My wife teaches in a inner-city school of we have conversations concerning what she witnesses in her classroom all the time. And the foolishness she witnesses all comes from home. It's grown-up foolishness that the children are simply rehearsing so that they might replicate it as soon as they get older and get their own families.
My wife and I have often said if we could just get some of the children away from their parents, they would turn out all right.
I don't know what to say or do. We must do better to be good parents to our children. I wish I could hold a press conference for all these parents, pass out press packages, and somehow get them to listen.
I am speechless by what you describe. That is amazing. How young children are when they learn to hate. Bless you for teaching gently, yet firmly, to overcome that stuff.
I was so upset over this situation!
These children are too young to be using complexion tones as a basis for discrimination.
*sigh* We have got to do better than this.

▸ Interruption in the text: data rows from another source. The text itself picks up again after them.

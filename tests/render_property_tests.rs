//! Property-based rendering tests
//!
//! - Text children are always entity-escaped, for any input string.
//! - Raw fragments pass through byte-for-byte.
//! - Re-rendering an unmutated tree is byte-identical.

use proptest::prelude::*;
use trellis::escape;
use trellis::prelude::*;

proptest! {
	#[test]
	fn text_children_are_always_escaped(s in ".*") {
		let markup = div().child(Node::text(s.clone())).render().unwrap();
		let inner = &markup[5..markup.len() - 6];

		// The serialized text is exactly the escaped form of the input.
		prop_assert_eq!(escape(&s), inner);

		// After removing the entities themselves, no markup-significant
		// character from the input survives unescaped.
		let stripped = inner
			.replace("&amp;", "")
			.replace("&lt;", "")
			.replace("&gt;", "")
			.replace("&quot;", "")
			.replace("&#x27;", "");
		prop_assert!(!stripped.contains(['&', '<', '>', '"', '\'']));
	}

	#[test]
	fn attribute_values_are_always_escaped(s in ".*") {
		let markup = div().attr("title", s.clone()).render().unwrap();
		let expected = format!(r#"<div title="{}"></div>"#, escape(&s));
		prop_assert_eq!(markup, expected);
	}

	#[test]
	fn raw_fragments_pass_through_verbatim(s in ".*") {
		let markup = div().child(Node::raw(s.clone())).render().unwrap();
		prop_assert_eq!(markup, format!("<div>{s}</div>"));
	}

	#[test]
	fn rerendering_is_byte_identical(
		classes in proptest::collection::vec("[a-z][a-z0-9-]{0,7}", 1..4),
		text in ".*",
	) {
		let el = div()
			.classes(classes)
			.attr("data-seq", "1")
			.child(span().text(text.clone()))
			.child(Node::text(text));

		let first = el.render().unwrap();
		let second = el.render().unwrap();
		prop_assert_eq!(first, second);
	}

	#[test]
	fn streaming_always_matches_in_memory_rendering(
		text in ".*",
		attr_value in ".*",
	) {
		let el = p().attr("title", attr_value).text(text);
		let markup = el.render().unwrap();

		let mut buf = Vec::new();
		el.render_to(&mut buf).unwrap();
		prop_assert_eq!(buf, markup.into_bytes());
	}
}
use std::path::Path;

use xenoisle::formation::{self, Inputs, Settings};
use xenoisle::species_tree::SpeciesTree;

const TREE: &str = "(A,(B,C)i1)i0;";

/// Genes 1 and 2 are neighbours, as are 3 and 4; 2 and 3 lie 7 genes apart.
fn gene_order(strain: &str) -> String {
    let s = strain.to_lowercase();
    let filler = (1..=6).map(|k| format!("{}f{}", s, k)).collect::<Vec<_>>().join(" ");
    format!("{}.fna\t{s}1 {s}2 {} {s}3 {s}4\n", s, filler, s = s)
}

fn write_inputs(dir: &Path) -> (String, String, String, String) {
    let path = |name: &str| dir.join(name).to_str().unwrap().to_owned();

    std::fs::write(path("tree.nwk"), TREE).unwrap();
    std::fs::write(
        path("geneOrder.txt"),
        ["A", "B", "C"].iter().map(|s| gene_order(s)).collect::<String>(),
    )
    .unwrap();
    std::fs::write(path("names.txt"), "a.fna A\nb.fna B\nc.fna C\n").unwrap();
    let families = (1..=4)
        .map(|k| format!("{k}\ti0\tNone\tNone\tNone\t{k},i0,None,None,a{k},b{k},c{k}\n", k = k))
        .collect::<String>();
    std::fs::write(path("families.out"), families).unwrap();

    (path("tree.nwk"), path("geneOrder.txt"), path("families.out"), path("names.txt"))
}

fn run_in(dir: &Path, settings: &Settings) -> (String, String) {
    let (tree, gene_order, families, names) = write_inputs(dir);
    let inputs = Inputs {
        species_tree: &tree,
        gene_order: &gene_order,
        families: &families,
        name_map: Some(&names),
    };
    let out = dir.join("islands.out");
    let summary = dir.join("summary.out");
    formation::run(&inputs, settings, out.to_str().unwrap(), summary.to_str().unwrap()).unwrap();
    (std::fs::read_to_string(out).unwrap(), std::fs::read_to_string(summary).unwrap())
}

#[test]
fn neighbours_are_merged_into_two_islands() {
    let dir = tempfile::tempdir().unwrap();
    let (islands, summary) = run_in(dir.path(), &Settings::default());

    assert_eq!(islands, "1\ti0\t1\t2\n3\ti0\t3\t4\n");
    assert_eq!(
        summary.lines().collect::<Vec<_>>(),
        vec![
            "Number of islands per node in focal clade:",
            "  Node  Before merge  After merge",
            "  ----  ------------  -----------",
            "  i0    4             2",
            "  i1    0             0",
            "  A     0             0",
            "  B     0             0",
            "  C     0             0",
        ]
    );
}

#[test]
fn islands_can_be_read_back() {
    let dir = tempfile::tempdir().unwrap();
    run_in(dir.path(), &Settings::default());

    let tree = SpeciesTree::from_newick_str(TREE).unwrap();
    let by_node = formation::read_islands(dir.path().join("islands.out").to_str().unwrap(), &tree).unwrap();
    assert_eq!(by_node.len(), 5);
    assert_eq!(
        by_node[0].iter().map(|i| i.locus_families().to_vec()).collect::<Vec<_>>(),
        vec![vec![1, 2], vec![3, 4]]
    );
    assert!(by_node[1..].iter().all(Vec::is_empty));
}

#[test]
fn output_is_independent_of_thread_count() {
    let outputs = [1, 2, 4]
        .iter()
        .map(|&n| {
            let dir = tempfile::tempdir().unwrap();
            rayon::ThreadPoolBuilder::new()
                .num_threads(n)
                .build()
                .unwrap()
                .install(|| run_in(dir.path(), &Settings::default()))
        })
        .collect::<Vec<_>>();
    assert!(outputs.iter().all(|o| *o == outputs[0]));
}

#[test]
fn strict_threshold_keeps_singletons() {
    let dir = tempfile::tempdir().unwrap();
    let strict = Settings { rsc_threshold_merge1: 10., ..Default::default() };
    let (islands, _) = run_in(dir.path(), &strict);
    assert_eq!(islands.lines().count(), 4);
}

#[test]
fn configuration_errors_abort_early() {
    let dir = tempfile::tempdir().unwrap();
    let (tree, gene_order, families, _) = write_inputs(dir.path());
    let out = dir.path().join("islands.out");
    let out = out.to_str().unwrap();

    // Gene order strains only resolve through the name map
    let inputs =
        Inputs { species_tree: &tree, gene_order: &gene_order, families: &families, name_map: None };
    assert!(formation::run(&inputs, &Settings::default(), out, out).is_err());

    let missing = Settings { root_focal_clade: Some("Z".into()), ..Default::default() };
    assert!(formation::run(&inputs, &missing, out, out).is_err());
    assert!(!Path::new(out).exists());

    assert!(SpeciesTree::from_newick_str("(A,B,C)i0;").is_err());
}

I know you've read enough of my stuff now to note this irks me to no end. I confess that down here in NOLA, I've never seen it in reverse like this, however, where the children exclude the lighter-skinned child. I've seen/heard darker people make mean comments about lighter-skinned people behind their backs, but never exclude them. However, people I know from North Carolina and other places outside New Orleans who are lighter-skinned have experienced being excluded. A good friend of mine who grew up in the midwest also has a disturbing story about the children dividing the class into black and white and leaving her chair in the middle of the room and telling her she belonged nowhere.
It's something we have to stop. As I've said before, I'm saddened that we still think like this.
I wonder what the parent of the instigator is saying at home.
I think you handled it perfectly. Children have to learn to see themselves in the same situation, and you were teaching her we who went to church learned early, "Do unto others as you would have them do unto you."